# Taurus model 650CIA or 651 Protector



## skullfr (Jun 19, 2012)

I am looking at 2 models .357 snubbys.I am eyeing the 650 CIA and 651 Protector.I put this in a taurus post and got no responseso I thought maybe it may need to be by itself.These have what I want but I have never owned a Taurus and want to know about potential problems.If these arent worth it I am looking at a charter arms model 53711 in 38spl+P.Any info would be greatly appreciated.


----------



## Steve M1911A1 (Feb 6, 2008)

Look at these threads:
http://www.handgunforum.net/taurus/26348-taurus-quality.html
http://www.handgunforum.net/taurus/30781-what-best-guns-taurus-makes.html

Never having owned a Taurus, I can't comment.
But there have been many, many negative comments posted about them by others.

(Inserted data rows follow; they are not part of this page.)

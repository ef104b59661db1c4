use rust_embed::RustEmbed;

/// Third-party style storage library: namespaced `localStorage` instances.
pub const STORAGE_LIBRARY: &str = "xstorage-lib.js";
/// Glue shim speaking the command protocol over the session websocket.
pub const SHIM_SCRIPT: &str = "xlocalstorage.js";

#[derive(RustEmbed)]
#[folder = "$CARGO_MANIFEST_DIR/assets/"]
pub struct ClientAssets;

/// Bytes and MIME type of bundled file `path`, if it exists.
pub fn asset_response(path: &str) -> Option<(Vec<u8>, String)> {
    let file = ClientAssets::get(path)?;
    let mime = mime_guess::from_path(path).first_or_octet_stream();
    Some((file.data.into_owned(), mime.essence_str().to_string()))
}
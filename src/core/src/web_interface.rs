// Web Interface module root
pub mod connection;
pub mod routes;
pub mod types;
pub mod web_server;

// Re-export commonly used items
pub use routes::*;
pub use web_server::*;
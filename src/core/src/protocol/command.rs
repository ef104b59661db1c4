use serde::{Deserialize, Serialize};
use serde_json::Value;
use uuid::Uuid;

use crate::error_handling::types::TransportError;

/// A storage command sent to the client.
#[derive(Debug, Clone, PartialEq, Serialize, Deserialize)]
#[serde(tag = "type", content = "message")]
pub enum Command {
    /// Scope the client's storage instance to `app_name`.
    #[serde(rename = "configureXLocalStore", rename_all = "camelCase")]
    Configure { app_name: String },
    #[serde(rename = "store")]
    Store { key: String, value: Value },
    /// Look `key` up and write the result into the input slot `target`.
    #[serde(rename = "retrieve", rename_all = "camelCase")]
    Retrieve {
        key: String,
        target: String,
        #[serde(default, skip_serializing_if = "Option::is_none")]
        request_id: Option<Uuid>,
    },
    #[serde(rename = "remove")]
    Remove { key: String },
    #[serde(rename = "clear")]
    Clear {},
}

impl Command {
    /// The message kind as it appears on the wire.
    pub fn kind(&self) -> &'static str {
        match self {
            Command::Configure { .. } => "configureXLocalStore",
            Command::Store { .. } => "store",
            Command::Retrieve { .. } => "retrieve",
            Command::Remove { .. } => "remove",
            Command::Clear {} => "clear",
        }
    }

    pub fn encode(&self) -> Result<String, TransportError> {
        serde_json::to_string(self).map_err(TransportError::Encode)
    }
}
use std::sync::{Arc, Mutex, MutexGuard};

use uuid::Uuid;

use crate::session_management::session::StorageSession;

/// Shared handle to a [`StorageSession`].
///
/// The websocket reader, the application logic and the session manager all hold one. Locks
/// are short and never held across an `.await`.
#[derive(Clone)]
pub struct SessionHandle {
    id: Uuid,
    inner: Arc<Mutex<StorageSession>>,
}

impl SessionHandle {
    pub fn new(session: StorageSession) -> Self {
        Self {
            id: session.id(),
            inner: Arc::new(Mutex::new(session)),
        }
    }

    pub fn id(&self) -> Uuid {
        self.id
    }

    /// Locks the session. A panic in another holder does not make the session unusable.
    pub fn lock(&self) -> MutexGuard<'_, StorageSession> {
        self.inner.lock().unwrap_or_else(|poisoned| poisoned.into_inner())
    }
}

From what I've read, there seems to be a quality-control problem at the factory.


----------



## skullfr (Jun 19, 2012)

I have looked at alot of 3rd party reviews and it is either love it or hate it.The problem is my requirements leaves my options narrowed.For a shrouded or bobbed hammer,2inch barrel in .357 it is limited.The taurus is 336.63 and s&w m&p340 is708.48.That is a huge difference.These prices are from Cheaper Than Dirt.

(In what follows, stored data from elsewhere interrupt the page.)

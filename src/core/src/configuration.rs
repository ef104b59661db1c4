pub mod config;
pub mod types;

pub use config::Config;
pub use types::PrefixPolicy;
pub mod controller_handler;
pub mod session_hooks;

pub use controller_handler::Controller;
pub use session_hooks::VisitCounter;
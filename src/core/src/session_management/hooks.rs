use crate::session_management::active_session::SessionHandle;

/// Application logic run against each new session.
///
/// Called from the connection task right after the session is registered; implementations
/// that need to wait on the client should spawn their own task.
pub trait SessionHooks: Send + Sync {
    fn on_session_start(&self, session: SessionHandle);

    fn on_session_end(&self, _session: &SessionHandle) {}
}

/// Hooks that do nothing.
pub struct NoHooks;

impl SessionHooks for NoHooks {
    fn on_session_start(&self, _session: SessionHandle) {}
}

I live on SSI and disability insurance,so funds are limited and I have to be frugal.My other option is a ruger LCR in .357,but it has a aluminum monolithic frame.A .357 in this config is a beast in a small package when loaded with a hot .357round.I would love to hear opinions about the Rugers frame.Here is my other choice
7-G5450 - Ruger LCR Revolver .357 Magnum 1.875" Barrel 5 Rounds Hogue Tamer Grip Blackened Stainless Finish Target Gray Cylinder 5450


----------



## Steve M1911A1 (Feb 6, 2008)

I keep writing this:
_To get the very best value for your money, buy a gently-used gun._

In that case, you could afford a top-of-the-line S&W or nice old Colt.
Maybe you'd find a police trade-in.

If it is possible, strike a bargain with the seller that permits you to take the used pistol to a gunsmith for an appraisal of function and condition. You'd have _written_ permission to return an unsatisfactory gun for store credit against another used gun's purchase.

With the sole exception of Jean's Kel-Tec P3AT, we do not own any guns that were bought new. Every one of them was bought used, and surveyed by a gunsmith.


----------



## skullfr (Jun 19, 2012)

Thank You


----------



## skullfr (Jun 19, 2012)

I went on a shopping trip today and hit all pawnshops and gunshops.Lot of dissapointment.I did find a Rossi R46202 in SS and it is a 6 shot.It dont have a shroud but it is nice and great shape.They want 300 and budsgunshop.com wants 340.I been looking at 3rd party reviews and havent found any bad and want to hear if any had any.I was told my the salesman it doesnt want a steady diet of hot .357 but 38spl is no problem.I intend to fire .357 to be familiar and for main carry round and 38 for range time.

While at my local range I burnt 100 rounds.what a blast.While I turned my wheelchair around and was getting ready to fire a ret detective asked what I was doing.I said never know who is behind you,and was firing weak hand.You dont always have time to get into proper stance.Simple boy scout stuff,always prepared.


----------